Description of the task:
Please filter the entries for the word "false" and copy every line that has it.

Supplied data:
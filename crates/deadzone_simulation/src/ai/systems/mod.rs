//! AI systems (perception → decision → intents)

pub mod fsm;
pub mod movement;
pub mod reactions;

#[cfg(test)]
mod fsm_tests;

// Re-export all systems
pub use fsm::*;
pub use movement::*;
pub use reactions::*;
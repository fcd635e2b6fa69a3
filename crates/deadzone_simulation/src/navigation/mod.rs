//! Navigation — узкий интерфейс к pathfinding коллаборатору
//!
//! ECS не владеет навмешем: FSM только ставит destination / паузу и читает
//! feedback (remaining distance, path pending). Реализация может считать путь
//! асинхронно на своём расписании — pending трактуется как "ещё не дошли".
//!
//! Для headless прогонов и тестов есть StraightLineNavigator (по прямой, без навмеша).

use bevy::prelude::*;

use crate::combat::Dead;

/// Дистанция, на которую должна сместиться точка назначения чтобы перезапросить путь
///
/// Без порога погоня за движущейся целью держала бы путь вечно pending.
pub const REPATH_DISTANCE: f32 = 0.25;

/// Насколько StraightLineNavigator заходит внутрь stopping distance
///
/// Останавливаемся чуть ближе границы, чтобы `distance <= stopping_distance` в FSM
/// не зависал на ошибке округления.
pub const ARRIVAL_SLACK: f32 = 0.01;

/// Скорость доворота StraightLineNavigator по ходу движения (доля slerp в секунду)
pub const DEFAULT_TURN_SPEED: f32 = 10.0;

/// Контракт навигационного коллаборатора
pub trait Navigator: Send + Sync + 'static {
    fn set_destination(&mut self, point: Vec3);

    /// Сбросить путь (destination забывается)
    fn reset_path(&mut self);

    /// Оставшаяся длина пути; пока путь не посчитан — `f32::INFINITY`
    fn remaining_distance(&self) -> f32;

    fn stopping_distance(&self) -> f32;

    fn path_pending(&self) -> bool;

    fn is_stopped(&self) -> bool;

    /// Пауза без сброса destination (держим позицию в Attacking)
    fn set_stopped(&mut self, stopped: bool);

    fn velocity(&self) -> Vec3;

    /// Продвинуть агента на тик: позиция и поворот по ходу движения.
    /// Внешние коллабораторы двигают тело сами — no-op.
    fn step(&mut self, _body: &mut Transform, _delta: f32) {}
}

/// Компонент: навигация агента
///
/// Отсутствие компонента или `enabled == false` → агент perception-only:
/// детектит и меняет state, но команд движения не отдаёт.
#[derive(Component)]
pub struct NavAgent {
    navigator: Box<dyn Navigator>,
    pub enabled: bool,
    destination: Option<Vec3>,
}

impl NavAgent {
    pub fn new(navigator: impl Navigator) -> Self {
        Self {
            navigator: Box::new(navigator),
            enabled: true,
            destination: None,
        }
    }

    pub fn navigator(&self) -> &dyn Navigator {
        self.navigator.as_ref()
    }

    pub fn is_active(&self) -> bool {
        self.enabled
    }

    pub fn destination(&self) -> Option<Vec3> {
        self.destination
    }

    /// Дошли до destination: путь есть, посчитан и remaining ≤ stopping distance
    pub fn arrived(&self) -> bool {
        self.destination.is_some()
            && !self.navigator.path_pending()
            && self.navigator.remaining_distance() <= self.navigator.stopping_distance()
    }

    /// Дошли именно до `point` (а не до старого destination)
    pub fn arrived_at(&self, point: Vec3) -> bool {
        self.destination
            .is_some_and(|destination| destination.distance(point) <= REPATH_DISTANCE)
            && self.arrived()
    }

    /// Идти к точке (перезапрос пути только если точка сместилась)
    ///
    /// Уже дошли, а точка уехала хоть немного — перезапрашиваем без порога,
    /// иначе агент стоит в stopping distance + REPATH_DISTANCE от цели.
    pub fn steer_to(&mut self, point: Vec3) {
        let needs_repath = match self.destination {
            None => true,
            Some(current) => {
                current.distance(point) > REPATH_DISTANCE || (current != point && self.arrived())
            }
        };

        if needs_repath {
            self.navigator.set_destination(point);
            self.destination = Some(point);
        }
        if self.navigator.is_stopped() {
            self.navigator.set_stopped(false);
        }
    }

    /// Стоять на месте, destination сохраняется
    pub fn hold(&mut self) {
        if !self.navigator.is_stopped() {
            self.navigator.set_stopped(true);
        }
    }

    /// Забыть путь (Idle)
    pub fn clear(&mut self) {
        if self.destination.take().is_some() {
            self.navigator.reset_path();
        }
        if self.navigator.is_stopped() {
            self.navigator.set_stopped(false);
        }
    }

    /// Отключить навсегда (смерть)
    pub fn halt(&mut self) {
        self.navigator.reset_path();
        self.navigator.set_stopped(true);
        self.destination = None;
        self.enabled = false;
    }

    pub fn step(&mut self, body: &mut Transform, delta: f32) {
        self.navigator.step(body, delta);
    }
}

/// Навигатор по прямой без навмеша (headless/тесты)
///
/// `path_latency_ticks` имитирует асинхронный расчёт пути: столько тиков после
/// `set_destination` путь pending и агент стоит. На ходу тело доворачивается
/// по направлению движения (yaw, slerp с шагом `turn_speed × delta`).
#[derive(Debug, Clone)]
pub struct StraightLineNavigator {
    pub speed: f32,
    pub stopping_distance: f32,
    pub path_latency_ticks: u32,
    pub turn_speed: f32,
    destination: Option<Vec3>,
    pending_ticks: u32,
    remaining: f32,
    velocity: Vec3,
    stopped: bool,
}

impl StraightLineNavigator {
    pub fn new(speed: f32, stopping_distance: f32) -> Self {
        Self {
            speed,
            stopping_distance,
            path_latency_ticks: 0,
            turn_speed: DEFAULT_TURN_SPEED,
            destination: None,
            pending_ticks: 0,
            remaining: 0.0,
            velocity: Vec3::ZERO,
            stopped: false,
        }
    }

    pub fn with_path_latency(mut self, ticks: u32) -> Self {
        self.path_latency_ticks = ticks;
        self
    }

    pub fn with_turn_speed(mut self, turn_speed: f32) -> Self {
        self.turn_speed = turn_speed;
        self
    }
}

impl Default for StraightLineNavigator {
    fn default() -> Self {
        Self::new(3.5, 2.0)
    }
}

impl Navigator for StraightLineNavigator {
    fn set_destination(&mut self, point: Vec3) {
        self.destination = Some(point);
        self.pending_ticks = self.path_latency_ticks;
        self.remaining = f32::INFINITY;
    }

    fn reset_path(&mut self) {
        self.destination = None;
        self.pending_ticks = 0;
        self.remaining = 0.0;
        self.velocity = Vec3::ZERO;
    }

    fn remaining_distance(&self) -> f32 {
        self.remaining
    }

    fn stopping_distance(&self) -> f32 {
        self.stopping_distance
    }

    fn path_pending(&self) -> bool {
        self.pending_ticks > 0
    }

    fn is_stopped(&self) -> bool {
        self.stopped
    }

    fn set_stopped(&mut self, stopped: bool) {
        self.stopped = stopped;
        if stopped {
            self.velocity = Vec3::ZERO;
        }
    }

    fn velocity(&self) -> Vec3 {
        self.velocity
    }

    fn step(&mut self, body: &mut Transform, delta: f32) {
        let Some(destination) = self.destination else {
            self.velocity = Vec3::ZERO;
            return;
        };

        if self.pending_ticks > 0 {
            self.pending_ticks -= 1;
            self.velocity = Vec3::ZERO;
            return;
        }

        let offset = destination - body.translation;
        let distance = offset.length();

        if self.stopped || distance <= self.stopping_distance {
            self.remaining = distance;
            self.velocity = Vec3::ZERO;
            return;
        }

        let direction = offset / distance;
        let rest_distance = (self.stopping_distance - ARRIVAL_SLACK).max(0.0);
        let travel = (self.speed * delta).min(distance - rest_distance);
        body.translation += direction * travel;
        self.remaining = distance - travel;
        self.velocity = direction * self.speed;

        let flat = Vec3::new(direction.x, 0.0, direction.z);
        if self.turn_speed > 0.0 && flat.length_squared() > f32::EPSILON {
            let look = Transform::IDENTITY.looking_to(flat, Vec3::Y).rotation;
            let t = (self.turn_speed * delta).clamp(0.0, 1.0);
            body.rotation = body.rotation.slerp(look, t);
        }
    }
}

/// Система: продвинуть навигаторы живых агентов на тик
pub fn drive_navigation(
    mut agents: Query<(&mut Transform, &mut NavAgent), Without<Dead>>,
    time: Res<Time>,
) {
    let delta = time.delta_secs();

    for (mut transform, mut nav) in agents.iter_mut() {
        if !nav.is_active() {
            continue;
        }
        nav.step(&mut transform, delta);
    }
}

Your solution:
/// Отсутствие компонента или `enabled == false` → агент perception-only:
            self.navigator.set_stopped(false);
            self.navigator.set_stopped(false);
        self.enabled = false;
            stopped: false,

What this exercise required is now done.